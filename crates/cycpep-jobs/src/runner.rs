use std::io::Write;
use std::path::{Path, PathBuf};
use std::process::{ExitStatus, Stdio};

use serde_json::Value;
use tokio::process::Command;
use tokio::sync::watch;

use crate::log::read_log_tail;
use crate::record::JobResult;

/// Everything the runner needs to execute one job process.
#[derive(Debug, Clone, PartialEq, Eq)]
pub struct ProcessSpec {
    pub executable: String,
    pub args: Vec<String>,
    pub work_dir: PathBuf,
    pub log_path: PathBuf,
    /// File the process may write its JSON result to, relative paths resolved by the caller.
    pub result_file: PathBuf,
    /// Number of trailing output lines quoted in failure messages.
    pub error_tail_lines: usize,
}

/// How a job process ended.
#[derive(Debug, Clone, PartialEq)]
pub enum RunOutcome {
    Completed(JobResult),
    Failed(String),
    Cancelled,
}

/// Runs `spec` to completion, appending combined stdout/stderr to its log.
///
/// Output is written straight into the log file by the child, so readers can
/// observe partial output while the process runs. Setting the `cancel`
/// channel to `true` kills the child and yields [`RunOutcome::Cancelled`];
/// dropping the sender is not a cancellation.
pub async fn run_process(spec: &ProcessSpec, cancel: &mut watch::Receiver<bool>) -> RunOutcome {
    let stdout_file = match std::fs::OpenOptions::new()
        .create(true)
        .append(true)
        .open(&spec.log_path)
    {
        Ok(file) => file,
        Err(error) => {
            return RunOutcome::Failed(format!(
                "failed to open job log {}: {error}",
                spec.log_path.display()
            ));
        }
    };
    let stderr_file = match stdout_file.try_clone() {
        Ok(file) => file,
        Err(error) => {
            return RunOutcome::Failed(format!(
                "failed to share job log {}: {error}",
                spec.log_path.display()
            ));
        }
    };

    let mut command = Command::new(&spec.executable);
    command.args(&spec.args);
    command.current_dir(&spec.work_dir);
    command.kill_on_drop(true);
    command.stdin(Stdio::null());
    command.stdout(Stdio::from(stdout_file));
    command.stderr(Stdio::from(stderr_file));

    let mut child = match command.spawn() {
        Ok(child) => child,
        Err(error) => {
            let message = format!("failed to launch '{}': {error}", spec.executable);
            append_runner_note(&spec.log_path, &message);
            return RunOutcome::Failed(message);
        }
    };
    tracing::debug!(
        executable = %spec.executable,
        pid = child.id().unwrap_or_default(),
        "job process spawned"
    );

    let waited = tokio::select! {
        status = child.wait() => Some(status),
        () = cancellation_requested(cancel) => None,
    };
    let status = match waited {
        Some(Ok(status)) => status,
        Some(Err(error)) => {
            return RunOutcome::Failed(format!("failed to wait for job process: {error}"));
        }
        None => {
            if let Err(error) = child.kill().await {
                tracing::warn!(%error, "failed to kill cancelled job process");
            }
            return RunOutcome::Cancelled;
        }
    };

    if status.success() {
        return RunOutcome::Completed(decode_job_result(&spec.result_file, &spec.log_path));
    }
    RunOutcome::Failed(failure_message(status, &spec.log_path, spec.error_tail_lines))
}

/// Decodes the structured result of a successful run.
///
/// `result_file` wins when it holds a JSON object; otherwise the captured
/// output is tried as a whole, then line by line from the end. A run without
/// structured output yields [`JobResult::empty`].
pub fn decode_job_result(result_file: &Path, log_path: &Path) -> JobResult {
    if result_file.is_file() {
        match std::fs::read_to_string(result_file) {
            Ok(raw) => match serde_json::from_str::<Value>(&raw).map(JobResult::from_value) {
                Ok(Some(result)) => return result,
                Ok(None) => tracing::warn!(
                    path = %result_file.display(),
                    "job result file is not a JSON object; falling back to stdout"
                ),
                Err(error) => tracing::warn!(
                    path = %result_file.display(),
                    %error,
                    "job result file is not valid JSON; falling back to stdout"
                ),
            },
            Err(error) => tracing::warn!(
                path = %result_file.display(),
                %error,
                "failed to read job result file; falling back to stdout"
            ),
        }
    }

    let output = match std::fs::read(log_path) {
        Ok(bytes) => String::from_utf8_lossy(&bytes).into_owned(),
        Err(error) => {
            tracing::warn!(path = %log_path.display(), %error, "failed to read job log");
            return JobResult::empty();
        }
    };
    decode_json_object(output.trim())
        .or_else(|| {
            output
                .lines()
                .rev()
                .map(str::trim)
                .filter(|line| line.starts_with('{'))
                .find_map(decode_json_object)
        })
        .unwrap_or_else(JobResult::empty)
}

fn decode_json_object(raw: &str) -> Option<JobResult> {
    serde_json::from_str::<Value>(raw)
        .ok()
        .and_then(JobResult::from_value)
}

fn failure_message(status: ExitStatus, log_path: &Path, tail_lines: usize) -> String {
    let headline = match status.code() {
        Some(code) => format!("process exited with status {code}"),
        None => format!("process terminated by signal ({status})"),
    };
    let tail = if tail_lines == 0 {
        Vec::new()
    } else {
        read_log_tail(log_path, tail_lines)
            .map(|log| log.lines)
            .unwrap_or_default()
    };
    let tail = tail
        .iter()
        .map(|line| line.trim_end())
        .filter(|line| !line.is_empty())
        .collect::<Vec<_>>();
    if tail.is_empty() {
        return headline;
    }
    // Errors stay on one line; the full output remains in the job log.
    format!("{headline}: {}", tail.join(" | "))
}

fn append_runner_note(log_path: &Path, note: &str) {
    let appended = std::fs::OpenOptions::new()
        .create(true)
        .append(true)
        .open(log_path)
        .and_then(|mut file| writeln!(file, "{note}"));
    if let Err(error) = appended {
        tracing::warn!(path = %log_path.display(), %error, "failed to append runner note");
    }
}

async fn cancellation_requested(cancel: &mut watch::Receiver<bool>) {
    let requested = cancel.wait_for(|requested| *requested).await.is_ok();
    if !requested {
        std::future::pending::<()>().await;
    }
}

#[cfg(all(test, unix))]
mod tests {
    use super::{decode_job_result, run_process, ProcessSpec, RunOutcome};
    use crate::record::JobResult;
    use serde_json::json;
    use std::time::Duration;
    use tokio::sync::watch;

    fn shell_spec(temp: &tempfile::TempDir, script: &str) -> ProcessSpec {
        let work_dir = temp.path().join("work");
        std::fs::create_dir_all(&work_dir).expect("work dir");
        ProcessSpec {
            executable: "sh".to_string(),
            args: vec!["-c".to_string(), script.to_string()],
            result_file: work_dir.join("result.json"),
            work_dir,
            log_path: temp.path().join("job.log"),
            error_tail_lines: 20,
        }
    }

    #[tokio::test]
    async fn functional_stdout_json_becomes_result_payload() {
        let temp = tempfile::tempdir().expect("tempdir");
        let spec = shell_spec(
            &temp,
            r#"echo starting; echo '{"success": true, "output_files": ["a.out"]}'"#,
        );
        let (_cancel_tx, mut cancel_rx) = watch::channel(false);
        let outcome = run_process(&spec, &mut cancel_rx).await;
        let RunOutcome::Completed(result) = outcome else {
            panic!("expected completion, got {outcome:?}");
        };
        assert_eq!(
            serde_json::to_value(&result).expect("encode"),
            json!({"success": true, "output_files": ["a.out"]})
        );
    }

    #[tokio::test]
    async fn functional_result_file_takes_precedence_over_stdout() {
        let temp = tempfile::tempdir().expect("tempdir");
        let spec = shell_spec(
            &temp,
            r#"printf '{"success": true, "output_files": ["model_0.cif"]}' > result.json; echo '{"success": false}'"#,
        );
        let (_cancel_tx, mut cancel_rx) = watch::channel(false);
        let outcome = run_process(&spec, &mut cancel_rx).await;
        let RunOutcome::Completed(result) = outcome else {
            panic!("expected completion, got {outcome:?}");
        };
        assert!(result.success());
        assert_eq!(result.output_files(), vec!["model_0.cif"]);
    }

    #[tokio::test]
    async fn functional_non_zero_exit_reports_stderr_tail() {
        let temp = tempfile::tempdir().expect("tempdir");
        let spec = shell_spec(&temp, "echo boom >&2; exit 1");
        let (_cancel_tx, mut cancel_rx) = watch::channel(false);
        let outcome = run_process(&spec, &mut cancel_rx).await;
        let RunOutcome::Failed(message) = outcome else {
            panic!("expected failure, got {outcome:?}");
        };
        assert!(message.starts_with("process exited with status 1"), "{message}");
        assert!(message.contains("boom"), "{message}");
    }

    #[tokio::test]
    async fn regression_multi_line_output_tail_is_flattened_into_one_line() {
        let temp = tempfile::tempdir().expect("tempdir");
        let spec = shell_spec(&temp, "echo step1; echo boom >&2; exit 1");
        let (_cancel_tx, mut cancel_rx) = watch::channel(false);
        let outcome = run_process(&spec, &mut cancel_rx).await;
        let RunOutcome::Failed(message) = outcome else {
            panic!("expected failure, got {outcome:?}");
        };
        assert!(!message.contains('\n'), "{message:?}");
        assert_eq!(message, "process exited with status 1: step1 | boom");
    }

    #[tokio::test]
    async fn regression_missing_executable_fails_with_launch_error() {
        let temp = tempfile::tempdir().expect("tempdir");
        let mut spec = shell_spec(&temp, "true");
        spec.executable = temp
            .path()
            .join("does-not-exist")
            .display()
            .to_string();
        let (_cancel_tx, mut cancel_rx) = watch::channel(false);
        let outcome = run_process(&spec, &mut cancel_rx).await;
        let RunOutcome::Failed(message) = outcome else {
            panic!("expected failure, got {outcome:?}");
        };
        assert!(message.starts_with("failed to launch"), "{message}");
        let log = std::fs::read_to_string(&spec.log_path).expect("log");
        assert!(log.contains("failed to launch"));
    }

    #[tokio::test]
    async fn functional_cancel_signal_kills_running_process() {
        let temp = tempfile::tempdir().expect("tempdir");
        let spec = shell_spec(&temp, "echo started; sleep 30");
        let (cancel_tx, mut cancel_rx) = watch::channel(false);
        let started = tokio::time::Instant::now();
        let run = tokio::spawn(async move { run_process(&spec, &mut cancel_rx).await });
        tokio::time::sleep(Duration::from_millis(200)).await;
        cancel_tx.send(true).expect("send cancel");
        let outcome = run.await.expect("join");
        assert_eq!(outcome, RunOutcome::Cancelled);
        assert!(started.elapsed() < Duration::from_secs(10));
    }

    #[tokio::test]
    async fn regression_dropped_cancel_sender_does_not_cancel() {
        let temp = tempfile::tempdir().expect("tempdir");
        let spec = shell_spec(&temp, "sleep 0.2; echo done");
        let (cancel_tx, mut cancel_rx) = watch::channel(false);
        drop(cancel_tx);
        let outcome = run_process(&spec, &mut cancel_rx).await;
        assert_eq!(outcome, RunOutcome::Completed(JobResult::empty()));
    }

    #[test]
    fn unit_decode_prefers_last_json_line_in_mixed_output() {
        let temp = tempfile::tempdir().expect("tempdir");
        let log_path = temp.path().join("job.log");
        std::fs::write(
            &log_path,
            "{\"progress\": 1}\nwarning: slow\n{\"success\": true, \"output_files\": []}\n",
        )
        .expect("write log");
        let result = decode_job_result(&temp.path().join("missing.json"), &log_path);
        assert_eq!(
            serde_json::to_value(&result).expect("encode"),
            json!({"success": true, "output_files": []})
        );
        assert!(result.get("progress").is_none());
    }
}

Your assignment
Count the lines in the entries above where the string "exited" shows up, and give that number only.

Answer box
3